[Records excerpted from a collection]
╭──

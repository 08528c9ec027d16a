//! Pointer-parallax strength and camera rig settings.

use serde::{Deserialize, Serialize};

/// Per-item and accent parallax multipliers.
///
/// The active item shifts more than its neighbors, producing the depth
/// illusion; vertical and depth axes are damped relative to horizontal.
#[derive(Debug, Clone, Serialize, Deserialize, PartialEq)]
#[serde(default)]
pub struct ParallaxOptions {
    /// Positional multiplier for the active item.
    pub active_multiplier: f32,
    /// Positional multiplier for every other item.
    pub neighbor_multiplier: f32,
    /// Vertical damping applied on top of the item multiplier.
    pub vertical_damping: f32,
    /// Depth (z) factor applied on top of the item multiplier.
    pub depth_factor: f32,
    /// Multiplier for the floor ring accent.
    pub ring_multiplier: f32,
    /// Camera rig response.
    pub camera: CameraRigOptions,
}

impl Default for ParallaxOptions {
    fn default() -> Self {
        Self {
            active_multiplier: 0.3,
            neighbor_multiplier: 0.1,
            vertical_damping: 0.5,
            depth_factor: 0.2,
            ring_multiplier: 0.05,
            camera: CameraRigOptions::default(),
        }
    }
}

/// How the camera follows the pointer.
#[derive(Debug, Clone, Serialize, Deserialize, PartialEq)]
#[serde(default)]
pub struct CameraRigOptions {
    /// Rest position of the camera eye.
    pub base_position: [f32; 3],
    /// Horizontal eye travel per unit of pointer x.
    pub sway: f32,
    /// Vertical eye travel per unit of pointer y.
    pub lift: f32,
    /// Depth eye travel per unit of pointer x.
    pub dolly: f32,
    /// Horizontal look-at travel per unit of pointer x.
    pub look_sway: f32,
    /// Vertical look-at travel per unit of pointer y.
    pub look_lift: f32,
    /// Per-tick smoothing factor toward the target pose, in (0, 1].
    pub smoothing: f32,
}

impl Default for CameraRigOptions {
    fn default() -> Self {
        Self {
            base_position: [0.0, 2.0, 6.0],
            sway: 2.0,
            lift: 1.0,
            dolly: 0.5,
            look_sway: 0.5,
            look_lift: 0.3,
            smoothing: 0.05,
        }
    }
}
//! Input handling: platform-agnostic events, key bindings, and the
//! processor that converts raw window events into showcase commands.

/// Platform-agnostic input events.
pub mod event;
/// Converts raw events into showcase commands.
pub mod processor;

pub use event::InputEvent;
pub use processor::{InputProcessor, KeyBindings};
//! Showcase engine: the single owner of carousel, parallax and placement
//! state.
//!
//! The engine holds everything mutable — the active-item controller, the
//! pointer tracker, the camera rig and the per-item slot animator — and
//! exposes mutation only through [`execute`](ShowcaseEngine::execute) and
//! the collaborator callbacks. Each display tick,
//! [`update`](ShowcaseEngine::update) produces a [`SceneFrame`] for the
//! embedding renderer; the engine never draws anything itself.

mod command;

pub use command::ShowcaseCommand;

use glam::Vec3;
use web_time::Instant;

use crate::animation::SlotAnimator;
use crate::carousel::{
    placement_for, role_for, CarouselController, DisplayRole, Placement,
};
use crate::easing::EasingFunction;
use crate::options::Options;
use crate::parallax::{item_offset, ring_offset, CameraRig, PointerTracker};

/// Identity record for one showcased model.
#[derive(Debug, Clone, PartialEq, Eq)]
pub struct ShowcaseItem {
    /// Stable identity, unique within the collection.
    pub id: u32,
    /// Resource path of the model asset; resolved and loaded by the
    /// rendering collaborator, never read by the engine.
    pub asset: String,
}

/// Camera pose for the rendering collaborator.
#[derive(Debug, Clone, Copy, PartialEq, Default)]
pub struct CameraPose {
    /// Eye position.
    pub eye: Vec3,
    /// Point the camera looks at.
    pub look_at: Vec3,
}

/// Floor ring accent under the active item.
#[derive(Debug, Clone, Copy, PartialEq, Default)]
pub struct RingAccent {
    /// Center of the ring.
    pub center: Vec3,
    /// Ring radius.
    pub radius: f32,
}

/// One item's renderable state for the current tick.
#[derive(Debug, Clone, Copy, PartialEq)]
pub struct ItemPlacement {
    /// Identity of the item ([`ShowcaseItem::id`]).
    pub id: u32,
    /// Display role this tick.
    pub role: DisplayRole,
    /// Scene-space position, parallax included.
    pub position: Vec3,
    /// Uniform scale.
    pub scale: f32,
}

/// Everything the rendering collaborator needs to draw one tick.
#[derive(Debug, Clone, PartialEq, Default)]
pub struct SceneFrame {
    /// Per-item placements, in item order.
    pub placements: Vec<ItemPlacement>,
    /// Camera pose from the parallax rig.
    pub camera: CameraPose,
    /// Floor ring accent.
    pub ring: RingAccent,
}

/// Owns and arbitrates all showcase state.
///
/// Created when the showcase view mounts and dropped when it unmounts;
/// nothing inside schedules timers or callbacks, so dropping the engine is
/// the whole teardown story.
#[derive(Debug, Clone)]
pub struct ShowcaseEngine {
    items: Vec<ShowcaseItem>,
    controller: CarouselController,
    pointer: PointerTracker,
    rig: CameraRig,
    slots: SlotAnimator,
    options: Options,
    frame: SceneFrame,
}

impl ShowcaseEngine {
    /// An engine over `items`, focused on the first one.
    #[must_use]
    pub fn new(
        items: Vec<ShowcaseItem>,
        options: &Options,
        now: Instant,
    ) -> Self {
        let controller =
            CarouselController::new(items.len(), &options.carousel, now);
        let initial: Vec<Placement> = (0..items.len())
            .map(|index| {
                placement_for(role_for(index, 0, items.len()), &options.stage)
            })
            .collect();
        let slots = SlotAnimator::new(
            &initial,
            options.stage.transition(),
            EasingFunction::default(),
        );
        let frame = SceneFrame {
            placements: Vec::with_capacity(items.len()),
            ..SceneFrame::default()
        };
        Self {
            items,
            controller,
            pointer: PointerTracker::new(0.0, 0.0),
            rig: CameraRig::new(&options.parallax.camera),
            slots,
            options: options.clone(),
            frame,
        }
    }

    /// The showcased items, in carousel order.
    #[must_use]
    pub fn items(&self) -> &[ShowcaseItem] {
        &self.items
    }

    /// Index of the focused item.
    #[must_use]
    pub fn active_index(&self) -> usize {
        self.controller.active_index()
    }

    /// Whether the pointer hovers the focal item.
    #[must_use]
    pub fn is_hovered(&self) -> bool {
        self.controller.is_hovered()
    }

    /// Whether a manual-control cooldown is in effect at `now`.
    #[must_use]
    pub fn is_manual(&self, now: Instant) -> bool {
        self.controller.is_manual(now)
    }

    /// Record the viewport size pointer positions are normalized against.
    pub fn set_viewport(&mut self, width: f32, height: f32) {
        self.pointer.set_viewport(width, height);
    }

    /// Collaborator callback: pointer entered or left the focal item's
    /// geometry.
    pub fn set_hovered(&mut self, hovered: bool) {
        self.controller.set_hovered(hovered);
    }

    /// Collaborator callback: the pointer activated item `index`.
    pub fn item_clicked(&mut self, index: usize, now: Instant) {
        self.execute(ShowcaseCommand::SelectItem(index), now);
    }

    /// Apply a discrete operation.
    pub fn execute(&mut self, command: ShowcaseCommand, now: Instant) {
        match command {
            ShowcaseCommand::SelectItem(index) => {
                self.controller.select(index, now);
                self.retarget_slots(now);
            }
            ShowcaseCommand::StepNext => {
                self.controller.step_next(now);
                self.retarget_slots(now);
            }
            ShowcaseCommand::StepPrev => {
                self.controller.step_prev(now);
                self.retarget_slots(now);
            }
            ShowcaseCommand::SetHovered(hovered) => {
                self.controller.set_hovered(hovered);
            }
            ShowcaseCommand::PointerMoved { x, y } => {
                self.pointer.update(x, y);
            }
        }
    }

    fn retarget_slots(&mut self, now: Instant) {
        let active = self.controller.active_index();
        let count = self.items.len();
        for index in 0..count {
            let role = role_for(index, active, count);
            self.slots.retarget(
                index,
                placement_for(role, &self.options.stage),
                now,
            );
        }
    }

    /// Advance autoplay/cooldown state and produce this tick's scene
    /// frame. The returned frame borrows the engine's reused buffer.
    pub fn update(&mut self, now: Instant) -> &SceneFrame {
        if self.controller.update(now) {
            self.retarget_slots(now);
        }
        self.slots.update(now);

        let pointer = self.pointer.position();
        self.rig.update(pointer, &self.options.parallax.camera);

        let active = self.controller.active_index();
        let count = self.items.len();
        self.frame.placements.clear();
        for (index, item) in self.items.iter().enumerate() {
            let role = role_for(index, active, count);
            let base = self.slots.placement(index).unwrap_or_else(|| {
                placement_for(role, &self.options.stage)
            });
            self.frame.placements.push(ItemPlacement {
                id: item.id,
                role,
                position: base.position
                    + item_offset(pointer, role, &self.options.parallax),
                scale: base.scale,
            });
        }
        self.frame.camera = CameraPose {
            eye: self.rig.position(),
            look_at: self.rig.look_at(),
        };
        self.frame.ring = RingAccent {
            center: Vec3::new(0.0, self.options.stage.ring_height, 0.0)
                + ring_offset(pointer, &self.options.parallax),
            radius: self.options.stage.ring_radius(),
        };
        &self.frame
    }

    /// The most recently computed scene frame.
    #[must_use]
    pub fn scene(&self) -> &SceneFrame {
        &self.frame
    }
}
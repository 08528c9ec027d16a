//! Per-item eased movement between stage slots.

use web_time::{Duration, Instant};

use crate::carousel::Placement;
use crate::easing::EasingFunction;

/// An in-flight move of one item toward a new placement.
#[derive(Debug, Clone)]
struct SlotTransition {
    from: Placement,
    target: Placement,
    start: Instant,
}

#[derive(Debug, Clone)]
struct SlotState {
    current: Placement,
    transition: Option<SlotTransition>,
}

/// Interpolates every item's placement toward its stage slot.
///
/// Retargeting an item mid-flight restarts the move from its *current
/// interpolated* placement, so rapid selection changes glide instead of
/// jumping.
#[derive(Debug, Clone)]
pub struct SlotAnimator {
    slots: Vec<SlotState>,
    duration: Duration,
    easing: EasingFunction,
}

impl SlotAnimator {
    /// An animator with every item snapped to its initial placement.
    #[must_use]
    pub fn new(
        initial: &[Placement],
        duration: Duration,
        easing: EasingFunction,
    ) -> Self {
        Self {
            slots: initial
                .iter()
                .map(|p| SlotState {
                    current: *p,
                    transition: None,
                })
                .collect(),
            duration,
            easing,
        }
    }

    /// Number of animated items.
    #[must_use]
    pub fn len(&self) -> usize {
        self.slots.len()
    }

    /// Whether the animator tracks no items.
    #[must_use]
    pub fn is_empty(&self) -> bool {
        self.slots.is_empty()
    }

    /// Whether no transition is currently running.
    #[must_use]
    pub fn is_settled(&self) -> bool {
        self.slots.iter().all(|s| s.transition.is_none())
    }

    /// Begin moving `index` toward `target`. A no-op when the item is
    /// already there or already heading there; out-of-range indices are
    /// ignored.
    pub fn retarget(
        &mut self,
        index: usize,
        target: Placement,
        now: Instant,
    ) {
        let Some(slot) = self.slots.get_mut(index) else {
            return;
        };
        let heading_to = slot
            .transition
            .as_ref()
            .map_or(slot.current, |t| t.target);
        if heading_to == target {
            return;
        }
        if self.duration.is_zero() {
            slot.current = target;
            slot.transition = None;
            return;
        }
        slot.transition = Some(SlotTransition {
            from: slot.current,
            target,
            start: now,
        });
    }

    /// Advance all transitions; completed ones snap to their target.
    pub fn update(&mut self, now: Instant) {
        let duration = self.duration;
        for slot in &mut self.slots {
            let Some(transition) = &slot.transition else {
                continue;
            };
            let elapsed = now.saturating_duration_since(transition.start);
            let progress = if duration.is_zero() {
                1.0
            } else {
                (elapsed.as_secs_f32() / duration.as_secs_f32()).min(1.0)
            };
            let eased = self.easing.evaluate(progress);
            slot.current = Placement {
                position: transition
                    .from
                    .position
                    .lerp(transition.target.position, eased),
                scale: transition.from.scale
                    + (transition.target.scale - transition.from.scale)
                        * eased,
            };
            if progress >= 1.0 {
                slot.transition = None;
            }
        }
    }

    /// Current interpolated placement of `index`.
    #[must_use]
    pub fn placement(&self, index: usize) -> Option<Placement> {
        self.slots.get(index).map(|s| s.current)
    }
}

#[cfg(test)]
mod tests {
    use glam::Vec3;

    use super::*;

    const DURATION: Duration = Duration::from_millis(400);

    fn at(x: f32, scale: f32) -> Placement {
        Placement {
            position: Vec3::new(x, 0.0, 0.0),
            scale,
        }
    }

    fn animator(start: Placement) -> SlotAnimator {
        SlotAnimator::new(&[start], DURATION, EasingFunction::Linear)
    }

    #[test]
    fn interpolates_linearly_toward_the_target() {
        let t0 = Instant::now();
        let mut anim = animator(at(0.0, 1.0));
        anim.retarget(0, at(4.0, 2.0), t0);

        anim.update(t0 + DURATION / 2);
        let Some(mid) = anim.placement(0) else {
            unreachable!("slot 0 exists");
        };
        assert!((mid.position.x - 2.0).abs() < 1e-4);
        assert!((mid.scale - 1.5).abs() < 1e-4);
        assert!(!anim.is_settled());
    }

    #[test]
    fn completion_snaps_to_the_target() {
        let t0 = Instant::now();
        let mut anim = animator(at(0.0, 1.0));
        anim.retarget(0, at(4.0, 2.0), t0);

        anim.update(t0 + DURATION * 3);
        let Some(done) = anim.placement(0) else {
            unreachable!("slot 0 exists");
        };
        assert_eq!(done.position.x, 4.0);
        assert_eq!(done.scale, 2.0);
        assert!(anim.is_settled());
    }

    #[test]
    fn retarget_mid_flight_resumes_from_the_current_placement() {
        let t0 = Instant::now();
        let mut anim = animator(at(0.0, 1.0));
        anim.retarget(0, at(4.0, 1.0), t0);
        anim.update(t0 + DURATION / 2);

        // Halfway there, head somewhere else: motion continues from x=2.
        anim.retarget(0, at(-4.0, 1.0), t0 + DURATION / 2);
        let Some(start_of_second) = anim.placement(0) else {
            unreachable!("slot 0 exists");
        };
        assert!((start_of_second.position.x - 2.0).abs() < 1e-4);

        anim.update(t0 + DURATION);
        let Some(mid_second) = anim.placement(0) else {
            unreachable!("slot 0 exists");
        };
        // Halfway from 2 to -4 is -1; no jump to the first target.
        assert!((mid_second.position.x + 1.0).abs() < 1e-4);
    }

    #[test]
    fn retarget_to_the_same_destination_is_a_no_op() {
        let t0 = Instant::now();
        let mut anim = animator(at(1.0, 1.0));
        anim.retarget(0, at(1.0, 1.0), t0);
        assert!(anim.is_settled());
    }

    #[test]
    fn zero_duration_snaps_immediately() {
        let t0 = Instant::now();
        let mut anim = SlotAnimator::new(
            &[at(0.0, 1.0)],
            Duration::ZERO,
            EasingFunction::Linear,
        );
        anim.retarget(0, at(3.0, 2.0), t0);
        let Some(placement) = anim.placement(0) else {
            unreachable!("slot 0 exists");
        };
        assert_eq!(placement.position.x, 3.0);
        assert!(anim.is_settled());
    }
}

╰──

YOUR OBJECTIVE:
The stretch of entries above that starts with the line containing "its initial placement." and goes on through the line containing "slots: initial" is to be transcribed exactly, and no other line is to be transcribed.

ANSWER BOX:
    /// An animator with every item snapped to its initial placement.
    #[must_use]
    pub fn new(
        initial: &[Placement],
        duration: Duration,
        easing: EasingFunction,
    ) -> Self {
        Self {
            slots: initial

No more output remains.